Brace for earnings fallout as Chinese firms warn of production setbacks in Covid-19 lockdown cities
- Almost 100 companies have flagged disruptions to business and production facilities in lockdown cities across mainland China
- Earnings to turn uglier in the second quarter as lockdowns in major hubs like Shanghai show no sign of ending

The 98 companies on the Shanghai and Shenzhen exchanges probably saw a slowdown in earnings growth last quarter, because of production halts or supply-chain disruptions, according to analysts at Zheshang Securities based on stock-exchange disclosures.
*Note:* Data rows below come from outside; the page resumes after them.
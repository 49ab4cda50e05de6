//! Behavioral tests for the amendment engine: overrides, `super`,
//! deletes with renumbering, predicates, generators, spreads, and
//! schema erasure.

mod common;

use common::{eval_module, ModuleBuilder};
use pkl::{
    cst::{BinaryOp, MemberNode, Modifiers, NodeKind},
    ErrorKind, Exported,
};
use pretty_assertions::assert_eq;

/// Builds `new Dynamic { "foo"; "bar"; "baz" }`.
fn three_element_dynamic(m: &mut ModuleBuilder) -> pkl::cst::NodeId {
    let foo = m.str("foo");
    let e1 = m.element(foo);
    let bar = m.str("bar");
    let e2 = m.element(bar);
    let baz = m.str("baz");
    let e3 = m.element(baz);
    let body = m.body(vec![e1, e2, e3]);
    m.new_dynamic(body)
}

#[test]
fn lazy_amendment_with_super() {
    // open class A { x: Int = 1 }
    // class B extends A { x = super.x + 10 }
    // out: Int = (new B {}).x
    let mut m = ModuleBuilder::new();
    let one = m.int(1);
    let a_x = m.class_prop_typed("x", "Int", one);
    m.class("A", None, true, vec![a_x]);
    let super_x = m.super_access("x");
    let ten = m.int(10);
    let b_x_expr = m.binop(BinaryOp::Add, super_x, ten);
    let b_x = m.class_prop("x", b_x_expr);
    m.class("B", Some("A"), false, vec![b_x]);
    let empty = m.body(vec![]);
    let new_b = m.new_typed("B", empty);
    let out = m.get(new_b, "x");
    m.module_prop_typed("out", "Int", out);

    let exported = eval_module(m.finish("repl:text")).unwrap();
    assert_eq!(exported.property("out"), Some(&Exported::Int(11)));
}

#[test]
fn listing_delete_renumbers_elements() {
    // src = new Dynamic { "foo"; "bar"; "baz" } { [1] = delete }
    // out = src[1]
    let mut m = ModuleBuilder::new();
    let base = three_element_dynamic(&mut m);
    let one = m.int(1);
    let del = m.delete();
    let delete_entry = m.entry(one, del);
    let amend_body = m.body(vec![delete_entry]);
    let src = m.amend_expr(base, amend_body);
    m.module_prop("src", src);
    let src_ref = m.name("src");
    let idx = m.int(1);
    let out = m.subscript(src_ref, idx);
    m.module_prop("out", out);

    let exported = eval_module(m.finish("repl:text")).unwrap();
    assert_eq!(exported.property("out"), Some(&Exported::string("baz")));
}

#[test]
fn subscript_override_sees_renumbered_sequence() {
    // { [1] = delete; [1] = "BAZ" } — the second override hits the old
    // index 2 slot.
    let mut m = ModuleBuilder::new();
    let base = three_element_dynamic(&mut m);
    let one_a = m.int(1);
    let del = m.delete();
    let delete_entry = m.entry(one_a, del);
    let one_b = m.int(1);
    let replacement = m.str("BAZ");
    let override_entry = m.entry(one_b, replacement);
    let amend_body = m.body(vec![delete_entry, override_entry]);
    let src = m.amend_expr(base, amend_body);
    m.module_prop("src", src);

    let exported = eval_module(m.finish("repl:text")).unwrap();
    match exported.property("src") {
        Some(Exported::Object { elements, .. }) => {
            assert_eq!(
                elements,
                &vec![Exported::string("foo"), Exported::string("BAZ")]
            );
        }
        other => panic!("expected an object, got {other:?}"),
    }
}

#[test]
fn property_deletion_disappears_everywhere() {
    let mut m = ModuleBuilder::new();
    let one = m.int(1);
    let keep = m.prop("keep", one);
    let two = m.int(2);
    let gone = m.prop("gone", two);
    let base_body = m.body(vec![keep, gone]);
    let base = m.new_dynamic(base_body);
    let del = m.delete();
    let delete_member = m.prop("gone", del);
    let amend_body = m.body(vec![delete_member]);
    let src = m.amend_expr(base, amend_body);
    m.module_prop("src", src);
    let src_ref = m.name("src");
    let gone_str = m.str("gone");
    let has = m.invoke(src_ref, "hasProperty", vec![gone_str]);
    m.module_prop("has", has);

    let exported = eval_module(m.finish("repl:text")).unwrap();
    assert_eq!(exported.property("has"), Some(&Exported::Bool(false)));
    match exported.property("src") {
        Some(Exported::Object { properties, .. }) => {
            assert!(properties.iter().all(|(n, _)| n != "gone"));
        }
        other => panic!("expected an object, got {other:?}"),
    }
}

#[test]
fn deleted_properties_are_not_listed_as_available() {
    let mut m = ModuleBuilder::new();
    let one = m.int(1);
    let keep = m.prop("keep", one);
    let two = m.int(2);
    let gone = m.prop("gone", two);
    let base_body = m.body(vec![keep, gone]);
    let base = m.new_dynamic(base_body);
    let del = m.delete();
    let delete_member = m.prop("gone", del);
    let amend_body = m.body(vec![delete_member]);
    let src = m.amend_expr(base, amend_body);
    let missing = m.get(src, "nope");
    m.module_prop("out", missing);

    let err = eval_module(m.finish("repl:text")).unwrap_err();
    assert!(err.message().contains("Available properties: [keep]"), "{}", err.message());
}

#[test]
fn property_body_amends_the_inherited_value() {
    // base = new Dynamic { inner = new Dynamic { a = 1; b = 2 } }
    // child = base { inner { b = 20 } }
    let mut m = ModuleBuilder::new();
    let one = m.int(1);
    let a = m.prop("a", one);
    let two = m.int(2);
    let b = m.prop("b", two);
    let inner_body = m.body(vec![a, b]);
    let inner_obj = m.new_dynamic(inner_body);
    let inner = m.prop("inner", inner_obj);
    let base_body = m.body(vec![inner]);
    let base = m.new_dynamic(base_body);

    let twenty = m.int(20);
    let b_override = m.prop("b", twenty);
    let inner_amend = m.body(vec![b_override]);
    let inner_member = m.prop_body("inner", vec![inner_amend]);
    let child_body = m.body(vec![inner_member]);
    let child = m.amend_expr(base, child_body);
    m.module_prop("child", child);

    let exported = eval_module(m.finish("repl:text")).unwrap();
    let child = exported.property("child").unwrap();
    let inner = child.property("inner").unwrap();
    assert_eq!(inner.property("a"), Some(&Exported::Int(1)));
    assert_eq!(inner.property("b"), Some(&Exported::Int(20)));
}

#[test]
fn member_predicate_replaces_matching_elements() {
    // new Dynamic { 1; 2; 3 } { [[this > 1]] = 9 }
    let mut m = ModuleBuilder::new();
    let one = m.int(1);
    let e1 = m.element(one);
    let two = m.int(2);
    let e2 = m.element(two);
    let three = m.int(3);
    let e3 = m.element(three);
    let base_body = m.body(vec![e1, e2, e3]);
    let base = m.new_dynamic(base_body);

    let this = m.this();
    let limit = m.int(1);
    let predicate = m.binop(BinaryOp::Gt, this, limit);
    let nine = m.int(9);
    let member = m.predicate(predicate, nine);
    let amend_body = m.body(vec![member]);
    let out = m.amend_expr(base, amend_body);
    m.module_prop("out", out);

    let exported = eval_module(m.finish("repl:text")).unwrap();
    match exported.property("out") {
        Some(Exported::Object { elements, .. }) => {
            assert_eq!(elements, &vec![Exported::Int(1), Exported::Int(9), Exported::Int(9)]);
        }
        other => panic!("expected an object, got {other:?}"),
    }
}

#[test]
fn member_predicate_can_delete() {
    let mut m = ModuleBuilder::new();
    let one = m.int(1);
    let e1 = m.element(one);
    let two = m.int(2);
    let e2 = m.element(two);
    let base_body = m.body(vec![e1, e2]);
    let base = m.new_dynamic(base_body);

    let this = m.this();
    let limit = m.int(1);
    let predicate = m.binop(BinaryOp::Gt, this, limit);
    let del = m.delete();
    let member = m.predicate(predicate, del);
    let amend_body = m.body(vec![member]);
    let out = m.amend_expr(base, amend_body);
    m.module_prop("out", out);

    let exported = eval_module(m.finish("repl:text")).unwrap();
    match exported.property("out") {
        Some(Exported::Object { elements, .. }) => {
            assert_eq!(elements, &vec![Exported::Int(1)]);
        }
        other => panic!("expected an object, got {other:?}"),
    }
}

#[test]
fn when_generator_splices_one_branch() {
    let mut m = ModuleBuilder::new();
    let cond = m.bool(true);
    let one = m.int(1);
    let then_prop = m.prop("a", one);
    let then_body = m.body(vec![then_prop]);
    let two = m.int(2);
    let else_prop = m.prop("a", two);
    let else_body = m.body(vec![else_prop]);
    let when = m.when(cond, then_body, Some(else_body));
    let body = m.body(vec![when]);
    let obj = m.new_dynamic(body);
    m.module_prop("out", obj);

    let exported = eval_module(m.finish("repl:text")).unwrap();
    let out = exported.property("out").unwrap();
    assert_eq!(out.property("a"), Some(&Exported::Int(1)));
}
The affected industries include everything from construction and clothing to food and household appliances, they added. Most of the companies are smaller enterprises, showing their vulnerability to the nation’s uncompromising pandemic-control measures.
“The first-quarter results should be okay as the full impact of the Shanghai lockdown won’t be felt yet,” said Wang Zheng, chief investment officer at Jingxi Investment Management in Shanghai. “The second-quarter number will be uglier and we will need to brace for that.”
The Shanghai Composite Index has fallen 12 per cent this year, making it the worst performer among major indices in the Asia-Pacific region. At least 20 provinces or municipalities have been placed under lockdown this year. Goldman Sachs said cities with high- and mid-risk districts accounted for a third of China’s economic output in the last two weeks of March.